> **INPUT DATA**

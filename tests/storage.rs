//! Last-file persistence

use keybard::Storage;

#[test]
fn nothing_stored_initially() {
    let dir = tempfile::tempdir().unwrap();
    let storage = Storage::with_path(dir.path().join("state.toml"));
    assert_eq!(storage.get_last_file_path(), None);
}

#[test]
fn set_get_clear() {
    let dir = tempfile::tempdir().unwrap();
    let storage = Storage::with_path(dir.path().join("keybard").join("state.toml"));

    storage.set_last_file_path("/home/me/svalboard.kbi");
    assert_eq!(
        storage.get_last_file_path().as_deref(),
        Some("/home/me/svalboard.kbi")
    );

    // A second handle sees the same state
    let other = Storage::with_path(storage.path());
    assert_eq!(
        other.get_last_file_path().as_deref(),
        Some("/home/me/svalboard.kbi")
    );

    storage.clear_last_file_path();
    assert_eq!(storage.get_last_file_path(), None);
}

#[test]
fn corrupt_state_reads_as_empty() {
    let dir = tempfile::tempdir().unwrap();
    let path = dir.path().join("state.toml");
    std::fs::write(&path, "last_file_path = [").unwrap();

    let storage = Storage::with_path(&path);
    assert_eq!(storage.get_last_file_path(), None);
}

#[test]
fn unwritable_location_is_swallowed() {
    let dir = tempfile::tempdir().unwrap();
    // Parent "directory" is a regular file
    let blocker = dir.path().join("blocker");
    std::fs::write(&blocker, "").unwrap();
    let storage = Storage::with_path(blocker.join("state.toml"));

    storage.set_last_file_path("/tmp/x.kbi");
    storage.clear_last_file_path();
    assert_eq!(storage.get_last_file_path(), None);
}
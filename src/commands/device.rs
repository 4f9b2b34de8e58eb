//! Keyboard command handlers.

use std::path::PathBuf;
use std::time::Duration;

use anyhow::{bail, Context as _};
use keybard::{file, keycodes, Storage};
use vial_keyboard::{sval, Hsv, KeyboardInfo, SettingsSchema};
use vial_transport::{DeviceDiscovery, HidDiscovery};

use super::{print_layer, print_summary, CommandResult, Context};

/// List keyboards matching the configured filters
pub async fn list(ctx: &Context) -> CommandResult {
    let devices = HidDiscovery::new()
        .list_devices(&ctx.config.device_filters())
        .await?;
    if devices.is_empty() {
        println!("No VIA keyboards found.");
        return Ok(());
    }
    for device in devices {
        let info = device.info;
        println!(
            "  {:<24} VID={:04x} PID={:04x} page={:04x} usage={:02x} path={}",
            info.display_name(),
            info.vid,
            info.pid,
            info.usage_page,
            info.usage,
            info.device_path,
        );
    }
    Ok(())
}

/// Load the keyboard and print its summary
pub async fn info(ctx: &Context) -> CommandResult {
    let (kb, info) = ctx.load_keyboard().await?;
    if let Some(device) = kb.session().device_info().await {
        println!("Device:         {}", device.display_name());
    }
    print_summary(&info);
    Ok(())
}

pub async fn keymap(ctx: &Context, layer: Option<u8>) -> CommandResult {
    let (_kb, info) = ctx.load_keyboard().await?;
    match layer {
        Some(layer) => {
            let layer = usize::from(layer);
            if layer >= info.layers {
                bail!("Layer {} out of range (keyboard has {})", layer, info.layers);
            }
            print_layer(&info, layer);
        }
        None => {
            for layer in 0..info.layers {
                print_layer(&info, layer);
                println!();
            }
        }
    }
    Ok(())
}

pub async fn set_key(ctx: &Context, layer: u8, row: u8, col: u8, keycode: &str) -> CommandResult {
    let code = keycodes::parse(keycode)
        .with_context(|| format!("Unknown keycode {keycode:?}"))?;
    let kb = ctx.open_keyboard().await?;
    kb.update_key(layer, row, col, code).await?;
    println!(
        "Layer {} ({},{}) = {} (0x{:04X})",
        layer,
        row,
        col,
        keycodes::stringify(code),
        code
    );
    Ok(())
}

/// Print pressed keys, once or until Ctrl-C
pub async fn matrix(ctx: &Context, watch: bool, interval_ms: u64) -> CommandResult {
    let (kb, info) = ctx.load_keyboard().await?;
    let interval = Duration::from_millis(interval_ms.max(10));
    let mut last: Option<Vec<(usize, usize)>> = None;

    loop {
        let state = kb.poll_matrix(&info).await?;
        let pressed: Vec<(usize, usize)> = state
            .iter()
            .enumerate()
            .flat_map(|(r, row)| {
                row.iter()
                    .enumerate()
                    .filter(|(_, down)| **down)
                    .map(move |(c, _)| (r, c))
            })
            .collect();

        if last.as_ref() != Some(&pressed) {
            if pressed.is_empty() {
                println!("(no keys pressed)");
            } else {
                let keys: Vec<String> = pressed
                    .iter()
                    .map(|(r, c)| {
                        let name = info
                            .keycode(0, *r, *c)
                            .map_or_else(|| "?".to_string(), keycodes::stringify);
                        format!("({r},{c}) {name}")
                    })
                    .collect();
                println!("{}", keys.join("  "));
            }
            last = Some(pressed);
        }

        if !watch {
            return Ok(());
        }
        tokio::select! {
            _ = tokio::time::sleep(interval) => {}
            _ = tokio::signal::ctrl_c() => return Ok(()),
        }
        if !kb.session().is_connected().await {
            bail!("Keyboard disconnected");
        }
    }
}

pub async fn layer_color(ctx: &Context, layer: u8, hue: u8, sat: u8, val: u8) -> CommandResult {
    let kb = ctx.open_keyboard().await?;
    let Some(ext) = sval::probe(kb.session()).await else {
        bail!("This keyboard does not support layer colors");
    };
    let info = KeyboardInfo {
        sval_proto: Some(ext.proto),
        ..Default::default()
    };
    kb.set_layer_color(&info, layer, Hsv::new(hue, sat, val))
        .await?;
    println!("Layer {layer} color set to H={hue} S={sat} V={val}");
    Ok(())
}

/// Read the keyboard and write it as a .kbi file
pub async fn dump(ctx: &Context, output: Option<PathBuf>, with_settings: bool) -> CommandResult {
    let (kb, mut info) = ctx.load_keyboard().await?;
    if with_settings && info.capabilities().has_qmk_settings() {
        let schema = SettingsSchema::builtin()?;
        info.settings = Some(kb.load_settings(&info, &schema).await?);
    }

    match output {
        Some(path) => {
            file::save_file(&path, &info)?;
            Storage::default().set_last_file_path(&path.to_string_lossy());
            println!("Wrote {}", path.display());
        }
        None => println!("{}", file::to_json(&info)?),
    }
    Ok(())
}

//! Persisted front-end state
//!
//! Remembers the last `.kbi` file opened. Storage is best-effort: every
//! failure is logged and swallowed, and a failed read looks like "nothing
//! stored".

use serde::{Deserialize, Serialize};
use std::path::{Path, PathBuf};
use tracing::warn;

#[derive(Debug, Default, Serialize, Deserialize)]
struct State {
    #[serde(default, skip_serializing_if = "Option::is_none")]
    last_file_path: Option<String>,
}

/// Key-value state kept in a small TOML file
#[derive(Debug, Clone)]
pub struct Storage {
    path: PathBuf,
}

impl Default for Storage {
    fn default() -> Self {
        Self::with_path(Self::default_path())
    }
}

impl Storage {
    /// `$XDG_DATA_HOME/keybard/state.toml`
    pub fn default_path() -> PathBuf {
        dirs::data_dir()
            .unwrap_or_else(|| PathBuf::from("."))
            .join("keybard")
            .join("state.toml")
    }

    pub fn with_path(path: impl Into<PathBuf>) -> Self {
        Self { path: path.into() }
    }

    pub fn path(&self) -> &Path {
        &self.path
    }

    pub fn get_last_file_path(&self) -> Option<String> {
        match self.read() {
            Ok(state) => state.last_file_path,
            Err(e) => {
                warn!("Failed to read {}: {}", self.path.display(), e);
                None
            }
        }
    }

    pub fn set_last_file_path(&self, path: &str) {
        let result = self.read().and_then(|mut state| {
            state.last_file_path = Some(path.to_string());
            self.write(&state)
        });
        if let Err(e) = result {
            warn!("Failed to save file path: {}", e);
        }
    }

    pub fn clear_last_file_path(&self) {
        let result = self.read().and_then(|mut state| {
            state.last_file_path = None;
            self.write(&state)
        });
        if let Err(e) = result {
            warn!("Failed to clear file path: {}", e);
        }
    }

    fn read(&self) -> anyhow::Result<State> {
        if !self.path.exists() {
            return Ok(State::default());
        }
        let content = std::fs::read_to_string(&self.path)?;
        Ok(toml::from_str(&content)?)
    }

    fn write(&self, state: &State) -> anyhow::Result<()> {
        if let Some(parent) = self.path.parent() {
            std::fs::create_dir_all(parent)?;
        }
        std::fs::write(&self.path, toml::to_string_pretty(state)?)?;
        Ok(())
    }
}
* * *
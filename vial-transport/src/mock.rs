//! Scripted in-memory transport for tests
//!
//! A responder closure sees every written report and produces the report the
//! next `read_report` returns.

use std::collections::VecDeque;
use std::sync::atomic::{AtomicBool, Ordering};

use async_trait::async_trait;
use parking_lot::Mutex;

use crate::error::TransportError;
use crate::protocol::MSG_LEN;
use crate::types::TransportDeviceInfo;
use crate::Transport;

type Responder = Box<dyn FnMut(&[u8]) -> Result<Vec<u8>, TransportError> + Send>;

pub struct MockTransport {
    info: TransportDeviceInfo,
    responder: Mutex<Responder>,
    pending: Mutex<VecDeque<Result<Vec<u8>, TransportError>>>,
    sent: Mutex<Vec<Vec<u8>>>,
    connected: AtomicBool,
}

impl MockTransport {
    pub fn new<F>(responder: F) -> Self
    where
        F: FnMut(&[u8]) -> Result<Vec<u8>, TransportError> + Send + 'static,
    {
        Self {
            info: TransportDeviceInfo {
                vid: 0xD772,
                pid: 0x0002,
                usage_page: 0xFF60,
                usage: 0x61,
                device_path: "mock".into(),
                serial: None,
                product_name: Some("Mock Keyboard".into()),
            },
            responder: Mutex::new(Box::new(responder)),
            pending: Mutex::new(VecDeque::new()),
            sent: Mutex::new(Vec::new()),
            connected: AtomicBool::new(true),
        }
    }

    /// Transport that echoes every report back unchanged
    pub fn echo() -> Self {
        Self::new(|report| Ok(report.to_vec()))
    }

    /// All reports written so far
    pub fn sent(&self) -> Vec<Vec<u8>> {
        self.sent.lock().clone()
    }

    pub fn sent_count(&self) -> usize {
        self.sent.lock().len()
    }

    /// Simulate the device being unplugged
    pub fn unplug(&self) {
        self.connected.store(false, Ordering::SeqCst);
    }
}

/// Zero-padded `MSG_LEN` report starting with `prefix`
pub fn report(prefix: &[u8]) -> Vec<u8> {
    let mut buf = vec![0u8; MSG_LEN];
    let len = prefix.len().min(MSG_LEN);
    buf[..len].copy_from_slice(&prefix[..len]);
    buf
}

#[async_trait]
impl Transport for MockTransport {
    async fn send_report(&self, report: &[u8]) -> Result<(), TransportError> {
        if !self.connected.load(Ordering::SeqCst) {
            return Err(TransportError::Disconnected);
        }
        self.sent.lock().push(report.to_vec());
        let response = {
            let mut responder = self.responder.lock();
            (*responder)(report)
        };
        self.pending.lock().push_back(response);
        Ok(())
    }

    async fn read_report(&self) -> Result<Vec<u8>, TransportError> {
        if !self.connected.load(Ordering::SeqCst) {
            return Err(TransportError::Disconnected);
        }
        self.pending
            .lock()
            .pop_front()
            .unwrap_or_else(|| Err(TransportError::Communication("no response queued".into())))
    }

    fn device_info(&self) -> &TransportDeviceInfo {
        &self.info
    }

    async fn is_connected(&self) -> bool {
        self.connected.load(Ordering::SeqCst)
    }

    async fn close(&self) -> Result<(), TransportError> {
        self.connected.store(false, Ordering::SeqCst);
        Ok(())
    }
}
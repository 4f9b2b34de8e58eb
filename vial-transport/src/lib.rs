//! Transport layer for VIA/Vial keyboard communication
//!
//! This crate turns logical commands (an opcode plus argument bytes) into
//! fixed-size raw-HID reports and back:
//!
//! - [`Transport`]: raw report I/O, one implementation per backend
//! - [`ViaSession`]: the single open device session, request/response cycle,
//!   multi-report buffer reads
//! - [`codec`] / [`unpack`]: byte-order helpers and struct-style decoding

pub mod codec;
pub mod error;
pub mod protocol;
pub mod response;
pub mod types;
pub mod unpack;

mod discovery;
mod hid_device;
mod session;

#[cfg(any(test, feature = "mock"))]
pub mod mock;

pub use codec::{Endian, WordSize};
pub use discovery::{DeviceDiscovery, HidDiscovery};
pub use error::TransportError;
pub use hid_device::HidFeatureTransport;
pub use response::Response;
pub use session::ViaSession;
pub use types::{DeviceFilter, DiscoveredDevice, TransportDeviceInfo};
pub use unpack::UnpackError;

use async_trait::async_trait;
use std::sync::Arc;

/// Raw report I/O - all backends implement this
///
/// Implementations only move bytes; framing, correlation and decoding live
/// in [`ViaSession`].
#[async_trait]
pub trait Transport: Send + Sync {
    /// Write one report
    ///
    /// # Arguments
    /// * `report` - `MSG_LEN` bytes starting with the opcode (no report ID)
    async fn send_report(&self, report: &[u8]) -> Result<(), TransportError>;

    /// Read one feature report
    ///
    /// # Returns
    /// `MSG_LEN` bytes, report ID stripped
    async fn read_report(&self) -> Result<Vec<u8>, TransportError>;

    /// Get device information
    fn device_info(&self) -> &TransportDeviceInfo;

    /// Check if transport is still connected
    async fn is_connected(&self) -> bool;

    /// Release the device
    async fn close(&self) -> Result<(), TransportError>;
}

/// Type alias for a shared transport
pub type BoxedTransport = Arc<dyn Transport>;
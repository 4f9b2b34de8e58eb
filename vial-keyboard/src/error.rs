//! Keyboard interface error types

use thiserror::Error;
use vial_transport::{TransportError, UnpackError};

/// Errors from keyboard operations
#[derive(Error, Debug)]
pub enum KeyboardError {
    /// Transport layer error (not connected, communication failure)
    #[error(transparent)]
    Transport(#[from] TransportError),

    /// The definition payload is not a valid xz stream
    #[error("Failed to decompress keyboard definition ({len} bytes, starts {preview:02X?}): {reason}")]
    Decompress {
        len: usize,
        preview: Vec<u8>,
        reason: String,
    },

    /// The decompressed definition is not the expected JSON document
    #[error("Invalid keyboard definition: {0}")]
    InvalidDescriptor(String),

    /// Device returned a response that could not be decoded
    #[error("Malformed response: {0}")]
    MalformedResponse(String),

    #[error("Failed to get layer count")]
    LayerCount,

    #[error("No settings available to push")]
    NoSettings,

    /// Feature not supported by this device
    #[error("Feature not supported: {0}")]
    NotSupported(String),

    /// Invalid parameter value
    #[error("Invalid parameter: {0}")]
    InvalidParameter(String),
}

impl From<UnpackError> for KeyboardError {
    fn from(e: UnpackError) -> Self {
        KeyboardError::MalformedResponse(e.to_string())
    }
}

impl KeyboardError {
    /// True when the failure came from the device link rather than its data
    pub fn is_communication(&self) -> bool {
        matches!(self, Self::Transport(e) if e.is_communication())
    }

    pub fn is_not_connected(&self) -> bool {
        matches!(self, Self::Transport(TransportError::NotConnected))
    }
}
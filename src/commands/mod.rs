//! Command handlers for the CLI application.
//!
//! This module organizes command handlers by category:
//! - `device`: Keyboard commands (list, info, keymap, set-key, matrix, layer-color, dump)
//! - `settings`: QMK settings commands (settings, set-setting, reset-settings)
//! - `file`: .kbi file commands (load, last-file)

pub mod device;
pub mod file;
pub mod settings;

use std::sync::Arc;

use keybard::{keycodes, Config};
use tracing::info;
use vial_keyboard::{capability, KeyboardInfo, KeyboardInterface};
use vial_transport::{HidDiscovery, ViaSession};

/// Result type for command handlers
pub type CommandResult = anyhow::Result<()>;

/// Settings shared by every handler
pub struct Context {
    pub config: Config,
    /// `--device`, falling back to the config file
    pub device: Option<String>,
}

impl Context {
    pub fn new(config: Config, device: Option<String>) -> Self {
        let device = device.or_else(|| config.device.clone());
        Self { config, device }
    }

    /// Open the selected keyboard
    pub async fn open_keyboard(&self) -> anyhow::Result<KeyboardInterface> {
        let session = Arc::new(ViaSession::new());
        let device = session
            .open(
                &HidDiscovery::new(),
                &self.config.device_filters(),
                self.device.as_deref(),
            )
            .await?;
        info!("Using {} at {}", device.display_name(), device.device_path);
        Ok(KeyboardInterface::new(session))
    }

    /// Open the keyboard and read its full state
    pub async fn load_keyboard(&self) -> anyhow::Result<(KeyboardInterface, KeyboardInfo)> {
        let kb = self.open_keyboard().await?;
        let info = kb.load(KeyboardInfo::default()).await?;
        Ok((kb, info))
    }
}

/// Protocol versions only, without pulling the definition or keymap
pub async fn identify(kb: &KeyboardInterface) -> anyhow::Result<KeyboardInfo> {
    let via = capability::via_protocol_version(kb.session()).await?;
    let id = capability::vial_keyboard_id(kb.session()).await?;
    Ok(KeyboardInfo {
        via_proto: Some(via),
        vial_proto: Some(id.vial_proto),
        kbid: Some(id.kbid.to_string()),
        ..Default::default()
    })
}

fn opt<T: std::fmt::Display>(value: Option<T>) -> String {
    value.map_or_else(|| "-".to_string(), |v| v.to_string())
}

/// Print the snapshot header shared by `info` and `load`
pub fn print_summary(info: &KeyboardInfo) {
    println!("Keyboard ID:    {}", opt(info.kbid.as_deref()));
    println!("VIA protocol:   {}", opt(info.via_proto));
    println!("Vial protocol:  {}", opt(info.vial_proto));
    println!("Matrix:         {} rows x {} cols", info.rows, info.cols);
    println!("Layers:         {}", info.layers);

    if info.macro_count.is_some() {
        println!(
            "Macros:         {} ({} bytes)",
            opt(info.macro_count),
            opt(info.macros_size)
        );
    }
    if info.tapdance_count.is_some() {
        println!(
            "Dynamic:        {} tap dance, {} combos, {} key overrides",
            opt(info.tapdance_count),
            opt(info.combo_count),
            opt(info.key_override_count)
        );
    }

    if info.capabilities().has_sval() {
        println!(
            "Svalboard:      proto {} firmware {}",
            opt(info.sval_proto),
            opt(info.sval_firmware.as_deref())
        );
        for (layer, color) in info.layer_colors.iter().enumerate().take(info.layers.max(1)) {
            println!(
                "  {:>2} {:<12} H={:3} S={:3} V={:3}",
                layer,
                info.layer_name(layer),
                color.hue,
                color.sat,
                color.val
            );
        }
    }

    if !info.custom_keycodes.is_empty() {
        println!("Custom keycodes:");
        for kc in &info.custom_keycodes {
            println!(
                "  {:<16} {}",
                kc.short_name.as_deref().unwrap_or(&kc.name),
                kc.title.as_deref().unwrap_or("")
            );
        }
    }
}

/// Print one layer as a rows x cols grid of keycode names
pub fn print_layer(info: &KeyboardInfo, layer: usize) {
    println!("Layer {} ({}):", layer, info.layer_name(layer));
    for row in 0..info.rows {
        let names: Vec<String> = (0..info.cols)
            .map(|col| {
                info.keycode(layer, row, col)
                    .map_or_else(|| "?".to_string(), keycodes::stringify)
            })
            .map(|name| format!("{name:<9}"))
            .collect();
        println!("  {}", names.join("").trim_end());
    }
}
---
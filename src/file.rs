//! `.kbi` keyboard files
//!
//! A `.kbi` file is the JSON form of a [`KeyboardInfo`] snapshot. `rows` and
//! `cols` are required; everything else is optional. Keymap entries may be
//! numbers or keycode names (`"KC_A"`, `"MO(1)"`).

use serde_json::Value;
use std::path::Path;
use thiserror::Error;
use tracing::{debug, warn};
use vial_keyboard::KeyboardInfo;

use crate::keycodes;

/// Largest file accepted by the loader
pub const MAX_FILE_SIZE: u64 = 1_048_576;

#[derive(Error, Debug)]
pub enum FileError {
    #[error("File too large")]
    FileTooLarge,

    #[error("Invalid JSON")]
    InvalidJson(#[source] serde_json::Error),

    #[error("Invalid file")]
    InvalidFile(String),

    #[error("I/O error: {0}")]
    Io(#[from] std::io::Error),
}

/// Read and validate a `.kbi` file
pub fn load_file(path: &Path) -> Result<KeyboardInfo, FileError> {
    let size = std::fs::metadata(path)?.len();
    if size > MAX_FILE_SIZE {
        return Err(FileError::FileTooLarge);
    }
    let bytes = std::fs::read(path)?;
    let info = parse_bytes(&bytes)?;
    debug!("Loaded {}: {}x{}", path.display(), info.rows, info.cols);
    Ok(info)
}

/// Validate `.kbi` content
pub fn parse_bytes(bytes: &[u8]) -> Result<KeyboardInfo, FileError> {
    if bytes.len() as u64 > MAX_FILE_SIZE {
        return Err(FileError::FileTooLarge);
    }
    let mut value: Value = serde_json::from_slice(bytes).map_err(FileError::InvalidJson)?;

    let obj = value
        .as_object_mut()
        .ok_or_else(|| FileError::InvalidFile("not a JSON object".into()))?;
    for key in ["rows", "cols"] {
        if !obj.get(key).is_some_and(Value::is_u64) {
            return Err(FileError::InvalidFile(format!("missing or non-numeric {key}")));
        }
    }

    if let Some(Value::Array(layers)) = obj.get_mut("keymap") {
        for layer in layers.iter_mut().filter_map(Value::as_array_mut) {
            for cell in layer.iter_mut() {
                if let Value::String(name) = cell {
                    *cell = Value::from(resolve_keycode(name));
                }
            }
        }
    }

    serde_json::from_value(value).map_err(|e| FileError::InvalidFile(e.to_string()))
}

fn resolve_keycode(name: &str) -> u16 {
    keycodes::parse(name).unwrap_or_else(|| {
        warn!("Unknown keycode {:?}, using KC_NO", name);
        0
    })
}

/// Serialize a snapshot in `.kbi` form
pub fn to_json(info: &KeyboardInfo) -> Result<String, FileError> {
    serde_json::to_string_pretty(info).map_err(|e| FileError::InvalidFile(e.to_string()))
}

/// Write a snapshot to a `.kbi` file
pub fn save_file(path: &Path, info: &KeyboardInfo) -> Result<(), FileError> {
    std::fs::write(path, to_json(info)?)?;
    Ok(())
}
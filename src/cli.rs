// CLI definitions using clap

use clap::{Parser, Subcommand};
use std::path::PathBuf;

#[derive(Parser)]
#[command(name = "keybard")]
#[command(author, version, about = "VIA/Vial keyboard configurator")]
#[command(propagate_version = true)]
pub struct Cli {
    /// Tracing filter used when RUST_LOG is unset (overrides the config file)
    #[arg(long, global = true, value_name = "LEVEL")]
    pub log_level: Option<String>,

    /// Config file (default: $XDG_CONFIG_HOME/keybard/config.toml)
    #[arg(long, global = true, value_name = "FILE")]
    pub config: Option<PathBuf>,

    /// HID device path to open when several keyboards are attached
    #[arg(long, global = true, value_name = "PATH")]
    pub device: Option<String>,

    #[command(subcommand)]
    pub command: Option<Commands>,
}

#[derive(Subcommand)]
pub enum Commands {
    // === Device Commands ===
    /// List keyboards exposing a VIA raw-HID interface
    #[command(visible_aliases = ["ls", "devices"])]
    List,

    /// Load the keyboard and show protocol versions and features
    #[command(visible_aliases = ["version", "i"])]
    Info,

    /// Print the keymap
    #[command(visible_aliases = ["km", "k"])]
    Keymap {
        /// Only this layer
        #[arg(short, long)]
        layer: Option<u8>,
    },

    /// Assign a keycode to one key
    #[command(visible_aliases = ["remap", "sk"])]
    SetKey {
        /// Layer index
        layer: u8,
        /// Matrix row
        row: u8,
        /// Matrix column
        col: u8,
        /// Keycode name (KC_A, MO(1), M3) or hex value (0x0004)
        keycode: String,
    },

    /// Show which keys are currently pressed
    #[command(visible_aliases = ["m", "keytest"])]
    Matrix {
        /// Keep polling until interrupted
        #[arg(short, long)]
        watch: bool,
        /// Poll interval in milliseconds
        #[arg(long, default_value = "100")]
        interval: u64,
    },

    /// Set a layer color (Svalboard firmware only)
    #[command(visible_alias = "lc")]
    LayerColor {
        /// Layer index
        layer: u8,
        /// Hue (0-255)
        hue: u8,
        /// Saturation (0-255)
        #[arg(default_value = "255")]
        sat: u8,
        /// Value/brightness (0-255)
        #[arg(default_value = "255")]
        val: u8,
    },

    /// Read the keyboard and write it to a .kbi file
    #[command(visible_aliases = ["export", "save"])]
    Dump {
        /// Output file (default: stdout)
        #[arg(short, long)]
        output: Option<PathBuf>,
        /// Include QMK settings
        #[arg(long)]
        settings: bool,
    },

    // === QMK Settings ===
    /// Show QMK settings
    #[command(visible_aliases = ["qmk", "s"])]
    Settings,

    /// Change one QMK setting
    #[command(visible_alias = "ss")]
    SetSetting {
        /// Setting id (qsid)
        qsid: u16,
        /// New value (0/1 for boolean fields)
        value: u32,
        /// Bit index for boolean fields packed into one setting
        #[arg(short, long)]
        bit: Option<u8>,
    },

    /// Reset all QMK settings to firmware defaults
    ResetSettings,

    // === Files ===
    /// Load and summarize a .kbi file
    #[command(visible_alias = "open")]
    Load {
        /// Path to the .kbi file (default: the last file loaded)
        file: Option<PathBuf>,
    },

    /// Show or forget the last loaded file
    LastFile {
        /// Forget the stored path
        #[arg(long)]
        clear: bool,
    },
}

> **ASSIGNMENT**
Look in the material above for the line with "filename tests/storage.rs" and the line with "for device in", and transcribe exactly those lines and all lines between them, nothing more.

> **RESULT OF THIS EXERCISE**
filename tests/storage.rs
//! Last-file persistence

use keybard::Storage;

#[test]
fn nothing_stored_initially() {
    let dir = tempfile::tempdir().unwrap();
    let storage = Storage::with_path(dir.path().join("state.toml"));
    assert_eq!(storage.get_last_file_path(), None);
}

#[test]
fn set_get_clear() {
    let dir = tempfile::tempdir().unwrap();
    let storage = Storage::with_path(dir.path().join("keybard").join("state.toml"));

    storage.set_last_file_path("/home/me/svalboard.kbi");
    assert_eq!(
        storage.get_last_file_path().as_deref(),
        Some("/home/me/svalboard.kbi")
    );

    // A second handle sees the same state
    let other = Storage::with_path(storage.path());
    assert_eq!(
        other.get_last_file_path().as_deref(),
        Some("/home/me/svalboard.kbi")
    );

    storage.clear_last_file_path();
    assert_eq!(storage.get_last_file_path(), None);
}

#[test]
fn corrupt_state_reads_as_empty() {
    let dir = tempfile::tempdir().unwrap();
    let path = dir.path().join("state.toml");
    std::fs::write(&path, "last_file_path = [").unwrap();

    let storage = Storage::with_path(&path);
    assert_eq!(storage.get_last_file_path(), None);
}

#[test]
fn unwritable_location_is_swallowed() {
    let dir = tempfile::tempdir().unwrap();
    // Parent "directory" is a regular file
    let blocker = dir.path().join("blocker");
    std::fs::write(&blocker, "").unwrap();
    let storage = Storage::with_path(blocker.join("state.toml"));

    storage.set_last_file_path("/tmp/x.kbi");
    storage.clear_last_file_path();
    assert_eq!(storage.get_last_file_path(), None);
}
filename src/commands/device.rs
repository 4f9b2b34de8e58eb
//! Keyboard command handlers.

use std::path::PathBuf;
use std::time::Duration;

use anyhow::{bail, Context as _};
use keybard::{file, keycodes, Storage};
use vial_keyboard::{sval, Hsv, KeyboardInfo, SettingsSchema};
use vial_transport::{DeviceDiscovery, HidDiscovery};

use super::{print_layer, print_summary, CommandResult, Context};

/// List keyboards matching the configured filters
pub async fn list(ctx: &Context) -> CommandResult {
    let devices = HidDiscovery::new()
        .list_devices(&ctx.config.device_filters())
        .await?;
    if devices.is_empty() {
        println!("No VIA keyboards found.");
        return Ok(());
    }
    for device in devices {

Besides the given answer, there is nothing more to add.